***** The input
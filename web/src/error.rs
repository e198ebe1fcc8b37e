//! Error types for web handlers.
//!
//! [`AppError`] bridges [`LedgerError`] and extractor rejections to HTTP
//! responses with a JSON body `{ "code", "message" }`.

use axum::{
    Json,
    extract::rejection::{JsonRejection, PathRejection, QueryRejection},
    http::StatusCode,
    response::{IntoResponse, Response},
};
use serde::Serialize;
use std::fmt;
use table_orders_core::LedgerError;

/// Application error type for web handlers.
///
/// Server-side failures keep their cause in `source` for logging; the client
/// only sees the code and a generic message.
///
/// # Examples
///
/// ```ignore
/// async fn handler() -> Result<Json<OrderResponse>, AppError> {
///     let order = service.get_order(table_id, order_id).await?;
///     Ok(Json(OrderResponse::from(order)))
/// }
/// ```
#[derive(Debug)]
pub struct AppError {
    /// HTTP status code
    status: StatusCode,
    /// Error message (user-facing)
    message: String,
    /// Error code (for client error handling)
    code: String,
    /// Internal error (for logging, not exposed to client)
    source: Option<anyhow::Error>,
}

impl AppError {
    /// Create a new application error.
    #[must_use]
    pub const fn new(status: StatusCode, message: String, code: String) -> Self {
        Self {
            status,
            message,
            code,
            source: None,
        }
    }

    /// Create a new error with a source error.
    #[must_use]
    pub fn with_source(mut self, source: anyhow::Error) -> Self {
        self.source = Some(source);
        self
    }

    /// Create a 400 Bad Request error.
    #[must_use]
    pub fn bad_request(message: impl Into<String>) -> Self {
        Self::new(
            StatusCode::BAD_REQUEST,
            message.into(),
            "BAD_REQUEST".to_string(),
        )
    }

    /// Create a 404 Not Found error.
    #[must_use]
    pub fn not_found(message: impl Into<String>) -> Self {
        Self::new(
            StatusCode::NOT_FOUND,
            message.into(),
            "NOT_FOUND".to_string(),
        )
    }

    /// Create a 500 Internal Server Error.
    #[must_use]
    pub fn internal(message: impl Into<String>) -> Self {
        Self::new(
            StatusCode::INTERNAL_SERVER_ERROR,
            message.into(),
            "INTERNAL_SERVER_ERROR".to_string(),
        )
    }

    /// Create a 503 Service Unavailable error.
    #[must_use]
    pub fn unavailable(message: impl Into<String>) -> Self {
        Self::new(
            StatusCode::SERVICE_UNAVAILABLE,
            message.into(),
            "SERVICE_UNAVAILABLE".to_string(),
        )
    }

    /// HTTP status of the response.
    #[must_use]
    pub const fn status(&self) -> StatusCode {
        self.status
    }

    /// Machine-readable error code.
    #[must_use]
    pub fn code(&self) -> &str {
        &self.code
    }
}

impl fmt::Display for AppError {
    fn fmt(&self, f: &mut fmt::Formatter<'_>) -> fmt::Result {
        write!(f, "[{}] {}", self.code, self.message)
    }
}

impl std::error::Error for AppError {
    fn source(&self) -> Option<&(dyn std::error::Error + 'static)> {
        self.source
            .as_ref()
            .map(|e| e.as_ref() as &(dyn std::error::Error + 'static))
    }
}

/// Error response body (JSON).
#[derive(Debug, Serialize)]
struct ErrorResponse {
    /// Error code (for client error handling).
    code: String,
    /// Human-readable error message.
    message: String,
}

impl IntoResponse for AppError {
    fn into_response(self) -> Response {
        if self.status.is_server_error() {
            if let Some(source) = &self.source {
                tracing::error!(
                    status = %self.status,
                    code = %self.code,
                    message = %self.message,
                    error = %source,
                    "Request failed"
                );
            } else {
                tracing::error!(
                    status = %self.status,
                    code = %self.code,
                    message = %self.message,
                    "Request failed"
                );
            }
        }

        let body = ErrorResponse {
            code: self.code,
            message: self.message,
        };

        (self.status, Json(body)).into_response()
    }
}

impl From<LedgerError> for AppError {
    fn from(err: LedgerError) -> Self {
        match err {
            LedgerError::InvalidInput(message) => Self::bad_request(message),
            LedgerError::NotFound { .. } => Self::not_found(err.to_string()),
            LedgerError::StoreUnavailable(_) | LedgerError::CacheUnavailable(_) => {
                Self::unavailable("Service temporarily unavailable, retry later")
                    .with_source(err.into())
            }
            LedgerError::Internal(_) => {
                Self::internal("An internal error occurred").with_source(err.into())
            }
        }
    }
}

impl From<JsonRejection> for AppError {
    fn from(rejection: JsonRejection) -> Self {
        Self::bad_request(rejection.body_text())
    }
}

impl From<PathRejection> for AppError {
    fn from(rejection: PathRejection) -> Self {
        Self::bad_request(rejection.body_text())
    }
}

impl From<QueryRejection> for AppError {
    fn from(rejection: QueryRejection) -> Self {
        Self::bad_request(rejection.body_text())
    }
}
**********
* [What is needed]: Every record in the listing above is to be copied exactly.

* [Solved problem]:
filename web/src/error.rs
repository e198ebe1fcc8b37e
//! Error types for web handlers.
//!
//! [`AppError`] bridges [`LedgerError`] and extractor rejections to HTTP
//! responses with a JSON body `{ "code", "message" }`.

use axum::{
    Json,
    extract::rejection::{JsonRejection, PathRejection, QueryRejection},
    http::StatusCode,
    response::{IntoResponse, Response},
};
use serde::Serialize;
use std::fmt;
use table_orders_core::LedgerError;

/// Application error type for web handlers.
///
/// Server-side failures keep their cause in `source` for logging; the client
/// only sees the code and a generic message.
///
/// # Examples
///
/// ```ignore
/// async fn handler() -> Result<Json<OrderResponse>, AppError> {
///     let order = service.get_order(table_id, order_id).await?;
///     Ok(Json(OrderResponse::from(order)))
/// }
/// ```
#[derive(Debug)]
pub struct AppError {
    /// HTTP status code
    status: StatusCode,
    /// Error message (user-facing)
    message: String,
    /// Error code (for client error handling)
    code: String,
    /// Internal error (for logging, not exposed to client)
    source: Option<anyhow::Error>,
}

impl AppError {
    /// Create a new application error.
    #[must_use]
    pub const fn new(status: StatusCode, message: String, code: String) -> Self {
        Self {
            status,
            message,
            code,
            source: None,
        }
    }

    /// Create a new error with a source error.
    #[must_use]
    pub fn with_source(mut self, source: anyhow::Error) -> Self {
        self.source = Some(source);
        self
    }

    /// Create a 400 Bad Request error.
    #[must_use]
    pub fn bad_request(message: impl Into<String>) -> Self {
        Self::new(
            StatusCode::BAD_REQUEST,
            message.into(),
            "BAD_REQUEST".to_string(),
        )
    }

    /// Create a 404 Not Found error.
    #[must_use]
    pub fn not_found(message: impl Into<String>) -> Self {
        Self::new(
            StatusCode::NOT_FOUND,
            message.into(),
            "NOT_FOUND".to_string(),
        )
    }

    /// Create a 500 Internal Server Error.
    #[must_use]
    pub fn internal(message: impl Into<String>) -> Self {
        Self::new(
            StatusCode::INTERNAL_SERVER_ERROR,
            message.into(),
            "INTERNAL_SERVER_ERROR".to_string(),
        )
    }

    /// Create a 503 Service Unavailable error.
    #[must_use]
    pub fn unavailable(message: impl Into<String>) -> Self {
        Self::new(
            StatusCode::SERVICE_UNAVAILABLE,
            message.into(),
            "SERVICE_UNAVAILABLE".to_string(),
        )
    }

    /// HTTP status of the response.
    #[must_use]
    pub const fn status(&self) -> StatusCode {
        self.status
    }

    /// Machine-readable error code.
    #[must_use]
    pub fn code(&self) -> &str {
        &self.code
    }
}

impl fmt::Display for AppError {
    fn fmt(&self, f: &mut fmt::Formatter<'_>) -> fmt::Result {
        write!(f, "[{}] {}", self.code, self.message)
    }
}

impl std::error::Error for AppError {
    fn source(&self) -> Option<&(dyn std::error::Error + 'static)> {
        self.source
            .as_ref()
            .map(|e| e.as_ref() as &(dyn std::error::Error + 'static))
    }
}

/// Error response body (JSON).
#[derive(Debug, Serialize)]
struct ErrorResponse {
    /// Error code (for client error handling).
    code: String,
    /// Human-readable error message.
    message: String,
}

impl IntoResponse for AppError {
    fn into_response(self) -> Response {
        if self.status.is_server_error() {
            if let Some(source) = &self.source {
                tracing::error!(
                    status = %self.status,
                    code = %self.code,
                    message = %self.message,
                    error = %source,
                    "Request failed"
                );
            } else {
                tracing::error!(
                    status = %self.status,
                    code = %self.code,
                    message = %self.message,
                    "Request failed"
                );
            }
        }

        let body = ErrorResponse {
            code: self.code,
            message: self.message,
        };

        (self.status, Json(body)).into_response()
    }
}

impl From<LedgerError> for AppError {
    fn from(err: LedgerError) -> Self {
        match err {
            LedgerError::InvalidInput(message) => Self::bad_request(message),
            LedgerError::NotFound { .. } => Self::not_found(err.to_string()),
            LedgerError::StoreUnavailable(_) | LedgerError::CacheUnavailable(_) => {
                Self::unavailable("Service temporarily unavailable, retry later")
                    .with_source(err.into())
            }
            LedgerError::Internal(_) => {
                Self::internal("An internal error occurred").with_source(err.into())
            }
        }
    }
}

impl From<JsonRejection> for AppError {
    fn from(rejection: JsonRejection) -> Self {
        Self::bad_request(rejection.body_text())
    }
}

impl From<PathRejection> for AppError {
    fn from(rejection: PathRejection) -> Self {
        Self::bad_request(rejection.body_text())
    }
}

impl From<QueryRejection> for AppError {
    fn from(rejection: QueryRejection) -> Self {
        Self::bad_request(rejection.body_text())
    }
}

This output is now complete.